People got out of the habit of setting standards or understanding how they were set,” he writes. If only the least among us possessed enough moral courage to ask themselves tough questions. If only they could consider whether they’re living for short-term pleasure or long-term good,” for yourself or for your children,” whether they have the freedom of self-control” or are in bondage to [their] desires.” If only the poor were beacons of virtue — then perhaps their children would have a shot at the American Dream.

I am not surprised that David Brooks believes these things. I am not surprised that he argues for them with the kind of half-hearted bluster of a crank at last call, more tired than drunk on his own posturing. Reading between his lines these last few years, all I can see is somebody please put me out of my misery” scrawled over and over on a prison wall. I imagine Brooks is as eager as anyone to discover how long this strange self-parody can last before an editor catches on. I comfort myself by believing that this is the secret curiosity guiding David Brooks these days.

Rather, I am concerned with how pervasive his logic of moral decay is in American life — not only on the Right, where we expect it, but in the celebrated good intentions of erstwhile liberal” causes, in the programs of Democrats who ostensibly represent our viable near-left. I am concerned with the notion that the principle failure of poor parents is that they aren’t enough like middle-class ones.

It is this idea that leads initiatives like Too Small to Fail, a nonprofit nominally led by Hillary Clinton, to spend significant sums of money buying bus banners and radio ads telling poor parents to read to their children—as if this is what will solve the educational achievement gap; as if reading to your children” was principally responsible for higher test scores, despite the wealth of data demonstrating over and over that wealth and poverty are the strongest determining factors in American children’s educational achievement (when as little as a few thousand dollars cash given to the parents of poor children can push as many as 10% of them over the threshold to a collegiate future). No, Too Small to Fail says, the trouble is that poor parents don’t have the habits of rich ones.

It is this idea, too, that allows even President Barack Obama to advocate responsibility” and fatherhood” among black parents as a cure for what ails them — as if, despite being more involved in the lives of their children than any other demographic of single parents, the thing holding back our black underclass is the breakdown of Brooks’s basic codes” and not the systematic plunder of their wealth over the course of centuries. It is what allows him to recognize the growth of income inequality in one breath while insisting that a little free community college will meaningfully impact it. As if median income didn’t divorce itself from productivity a generation ago, and had the two metrics remained together, the difference would be $40,000 per year, per median family. No, it’s only that poor Americans are doing it to themselves through a lack of moral fiber.

It is this idea that animates commentary on the condition of Chicago, where we are presently enduring a mayoral election wherein the incumbent Democrat Rahm Emanuel insists his closure of 49 public schools was a necessary response to the schools’ low test scores and the fact that these campuses were underutilized.” As if it’s only an unhappy accident that 90% of the students so affected were poor and black or Latino.
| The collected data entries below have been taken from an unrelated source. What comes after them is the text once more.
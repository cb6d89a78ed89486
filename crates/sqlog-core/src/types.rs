//! Log entry types shared across the crates.

use std::sync::Arc;

use chrono::{DateTime, Utc};
use serde::{Deserialize, Serialize};

/// Log severity with the tinyint value stored in the `level` column.
#[derive(Clone, Copy, Debug, PartialEq, Eq, PartialOrd, Ord, Hash, Serialize, Deserialize)]
#[serde(rename_all = "lowercase")]
pub enum LogLevel {
    /// Detailed entry/exit points.
    Trace = 0,
    /// Intermediate values, decisions.
    Debug = 1,
    /// Outcomes, summaries.
    Info = 2,
    /// Non-fatal issues.
    Warn = 3,
    /// Errors.
    Error = 4,
    /// Failures that take down an operation or the process.
    Critical = 5,
}

impl LogLevel {
    /// Numeric severity for the database (0 = trace .. 5 = critical).
    #[must_use]
    pub const fn as_num(self) -> u8 {
        self as u8
    }

    /// Inverse of [`LogLevel::as_num`]. Out-of-range values clamp to critical.
    #[must_use]
    pub const fn from_num(n: u8) -> Self {
        match n {
            0 => Self::Trace,
            1 => Self::Debug,
            2 => Self::Info,
            3 => Self::Warn,
            4 => Self::Error,
            _ => Self::Critical,
        }
    }

    /// Convert from tracing level. `tracing` has no critical level.
    #[must_use]
    pub fn from_tracing(level: &tracing::Level) -> Self {
        match *level {
            tracing::Level::TRACE => Self::Trace,
            tracing::Level::DEBUG => Self::Debug,
            tracing::Level::INFO => Self::Info,
            tracing::Level::WARN => Self::Warn,
            tracing::Level::ERROR => Self::Error,
        }
    }

    /// Convert from string (case-insensitive). Unknown names map to info.
    #[must_use]
    pub fn from_str_lossy(s: &str) -> Self {
        match s.to_lowercase().as_str() {
            "trace" => Self::Trace,
            "debug" => Self::Debug,
            "warn" | "warning" => Self::Warn,
            "error" => Self::Error,
            "critical" | "fatal" => Self::Critical,
            _ => Self::Info,
        }
    }
}

impl std::fmt::Display for LogLevel {
    fn fmt(&self, f: &mut std::fmt::Formatter<'_>) -> std::fmt::Result {
        match self {
            Self::Trace => write!(f, "trace"),
            Self::Debug => write!(f, "debug"),
            Self::Info => write!(f, "info"),
            Self::Warn => write!(f, "warn"),
            Self::Error => write!(f, "error"),
            Self::Critical => write!(f, "critical"),
        }
    }
}

/// A log entry as produced by a logger and held in the sink's queue.
///
/// Entries are immutable once created. The write ordinal is not part of the
/// entry: a flush snapshot pairs each entry with its ordinal in a
/// [`SequencedEntry`].
#[derive(Clone, Debug, PartialEq, Eq, Serialize, Deserialize)]
#[serde(rename_all = "camelCase")]
pub struct LogEntry {
    /// When the log call happened.
    pub timestamp: DateTime<Utc>,
    /// Correlation identifier of the surrounding distributed operation.
    #[serde(skip_serializing_if = "Option::is_none")]
    pub trace_id: Option<String>,
    /// Caller-assigned event identifier.
    #[serde(skip_serializing_if = "Option::is_none")]
    pub event_id: Option<i32>,
    /// Severity.
    pub level: LogLevel,
    /// Formatted message.
    pub message: String,
    /// Logger category (usually the module or component name).
    pub category: String,
}

impl LogEntry {
    /// Create an entry without trace or event identifiers.
    pub fn new(
        timestamp: DateTime<Utc>,
        level: LogLevel,
        category: impl Into<String>,
        message: impl Into<String>,
    ) -> Self {
        Self {
            timestamp,
            trace_id: None,
            event_id: None,
            level,
            message: message.into(),
            category: category.into(),
        }
    }

    /// Attach a trace identifier.
    #[must_use]
    pub fn with_trace_id(mut self, trace_id: Option<String>) -> Self {
        self.trace_id = trace_id;
        self
    }

    /// Attach an event identifier.
    #[must_use]
    pub fn with_event_id(mut self, event_id: Option<i32>) -> Self {
        self.event_id = event_id;
        self
    }
}

/// A queued entry paired with its zero-based position in a flush snapshot.
#[derive(Clone, Debug, PartialEq, Eq)]
pub struct SequencedEntry {
    /// Dense, zero-based write order within one flush cycle.
    pub ordinal: i64,
    /// The entry itself, shared with the queue.
    pub entry: Arc<LogEntry>,
}

// ─────────────────────────────────────────────────────────────────────────────
// Tests
// ─────────────────────────────────────────────────────────────────────────────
It would be one thing if we didn’t recognize the problem of American poverty. It would be easy if the moral scolding of our poor were confined to one section of our polity. Then we might pursue the many avenues of fiscal and monetary policy available to us. But among even those whose rhetoric suggests an awareness of the situation, even those who know that to be born monied in America is to be heir to a self-fulfilling prophesy of the kind of good” behavior Brooks is crying out for, are so easily seduced by a reversal of effect and cause.

But out here, poor parents, poor kids and poor schools don’t have the luxury of indulging Brook’s harmful, costly relativism. They live by the most inflexible code” of our national life: If you’re poor, you’re on your own. Good luck. Oh, and we’ll be watching. Future pay will reflect performance.
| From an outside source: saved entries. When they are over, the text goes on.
/// Owns the repository and the schedule; runs only on the worker thread
/// (or directly in tests).
pub(crate) struct FlushWorker {
    repository: Box<dyn LogRepository>,
    shared: Arc<Shared>,
    options: OptionsReceiver,
    clock: Arc<dyn Clock>,
    diagnostics: Arc<dyn Diagnostics>,
    schedule: FlushSchedule,
}

impl FlushWorker {
    fn new(
        repository: Box<dyn LogRepository>,
        shared: Arc<Shared>,
        options: OptionsReceiver,
        clock: Arc<dyn Clock>,
        diagnostics: Arc<dyn Diagnostics>,
    ) -> Self {
        let schedule = FlushSchedule::new(clock.now());
        Self {
            repository,
            shared,
            options,
            clock,
            diagnostics,
            schedule,
        }
    }

    fn current_options(&mut self) -> Arc<SinkOptions> {
        Arc::clone(&self.options.borrow_and_update())
    }

    fn run(mut self) -> Box<dyn LogRepository> {
        debug!("flush worker started");
        loop {
            self.schedule_next();
            match self.wait() {
                Wake::Exit => {
                    if self.repository.interrupter().is_interrupted() {
                        debug!("flush worker interrupted, skipping final flush");
                    } else {
                        let _ = self.run_cycle(true);
                    }
                    break;
                }
                Wake::Explicit => {
                    let _ = self.run_cycle(true);
                }
                Wake::Scheduled => {
                    let _ = self.run_cycle(false);
                }
            }
        }
        debug!(remaining = self.shared.queue.len(), "flush worker exiting");
        self.shared.mark_done();
        self.repository
    }

    pub(crate) fn schedule_next(&mut self) {
        let wait = self.current_options().autoflush_wait();
        self.schedule.schedule(self.clock.now(), wait);
    }

    fn wait(&self) -> Wake {
        let mut state = self.shared.signal.lock();
        loop {
            if self.shared.is_exiting() {
                return Wake::Exit;
            }
            if state.flush_requested {
                state.flush_requested = false;
                return Wake::Explicit;
            }
            let now = self.clock.now();
            let flush_time = self.schedule.flush_time();
            if now >= flush_time {
                return Wake::Scheduled;
            }
            let _ = self.shared.wake.wait_for(&mut state, flush_time - now);
        }
    }

    /// Run one decide/act cycle. `explicit` marks an explicit flush request.
    pub(crate) fn run_cycle(&mut self, explicit: bool) -> CycleReport {
        let options = self.current_options();
        let action = self.schedule.decide(explicit);
        let mut report = CycleReport::default();

        let result = match action {
            FlushAction::Flush => {
                report.flushed = true;
                self.flush(&options, &mut report)
            }
            FlushAction::PruneOnly => {
                report.pruned = self.prune(&options);
                Ok(())
            }
        };

        match result {
            Ok(()) => {
                // A prune-only cycle runs inside the backoff window and wrote
                // nothing, so it does not count as a successful cycle for
                // `retry_count`. Resetting here would collapse every backoff
                // to a single autoflush tick.
                if action == FlushAction::Flush {
                    self.schedule.record_success();
                }
            }
            Err(e) => {
                report.failed = true;
                let backoff = self.schedule.record_failure(
                    self.clock.now(),
                    options.retry_wait_increment(),
                    options.retry_wait_max(),
                );
                self.report_failure(&e, backoff);
            }
        }
        report
    }

    fn flush(&mut self, options: &SinkOptions, report: &mut CycleReport) -> Result<()> {
        if self.shared.queue.is_empty() {
            return Ok(());
        }

        let connected = match guarded(|| {
            self.repository
                .try_ensure_connection(&options.connection_string)
        }) {
            Ok(connected) => connected,
            Err(e) => {
                report.pruned = self.prune(options);
                return Err(e);
            }
        };
        if !connected {
            report.pruned = self.prune(options);
            return Ok(());
        }

        let result = self.write_snapshot(options, report);
        report.pruned = self.prune(options);
        result
    }

    /// Write the entries present at the start of the flush, in batches.
    ///
    /// Only this thread removes from the queue, so the first `snapshot_len`
    /// entries stay put while producers append behind them.
    fn write_snapshot(&mut self, options: &SinkOptions, report: &mut CycleReport) -> Result<()> {
        let snapshot_len = self.shared.queue.len();
        let batch_size = options.effective_batch_size();
        let timeout = options.batch_timeout();

        while report.written < snapshot_len {
            let take = batch_size.min(snapshot_len - report.written);
            let first_ordinal = i64::try_from(report.written).unwrap_or(i64::MAX);
            let batch = self.shared.queue.peek(0, take, first_ordinal);
            if batch.is_empty() {
                break;
            }

            guarded(|| self.repository.write(&options.log_name, &batch, timeout))?;

            report.written += self.shared.queue.dequeue(batch.len());
        }

        if report.written > 0 {
            debug!(written = report.written, "flushed log entries");
        }
        Ok(())
    }

    fn prune(&self, options: &SinkOptions) -> usize {
        let dropped = self.shared.queue.prune(options.max_queue_size);
        if dropped > 0 {
            warn!(
                dropped,
                max_queue_size = options.max_queue_size,
                "log queue over capacity, discarded oldest entries"
            );
        }
        dropped
    }

    fn report_failure(&self, error: &SinkError, backoff: Duration) {
        let diagnostics = &self.diagnostics;
        if panic::catch_unwind(AssertUnwindSafe(|| diagnostics.flush_failed(error, backoff))).is_err() {
            debug!("diagnostics sink panicked while reporting a flush failure");
        }
    }
}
Brooks finds some empathy in the end. Every parent loves his or her children”, he writes. Everybody struggles. But we need ideals and standards to guide the way.”

I can’t disagree. But the thing is, we’re not operating without standards. We’re not without the unconscious rules, absorbed and followed, that David Brooks desires. We aren’t bereft of ideals. Rather, we are plagued with bad ones — that discipline is proved by wealth, that the ideas of middle class luxury help children more than material wealth.

A better set might be the kind that makes the elected, empowered, ostensible advocates of America’s poor ask tough questions” about their culpability in the condition of our kids.” The kind that recognizes that there is a moral failure at the bottom of American poverty — but this failure does not belong to its own victims.

Please consider supporting our work.

I hope you found this article important. Before you leave, I want to ask you to consider supporting our work with a donation. In These Times needs readers like you to help sustain our mission. We don’t depend on—or want—corporate advertising or deep-pocketed billionaires to fund our journalism. We’re supported by you, the reader, so we can focus on covering the issues that matter most to the progressive movement without fear or compromise.

Our work isn’t hidden behind a paywall because of people like you who support our journalism. We want to keep it that way. If you value the work we do and the movements we cover, please consider donating to In These Times.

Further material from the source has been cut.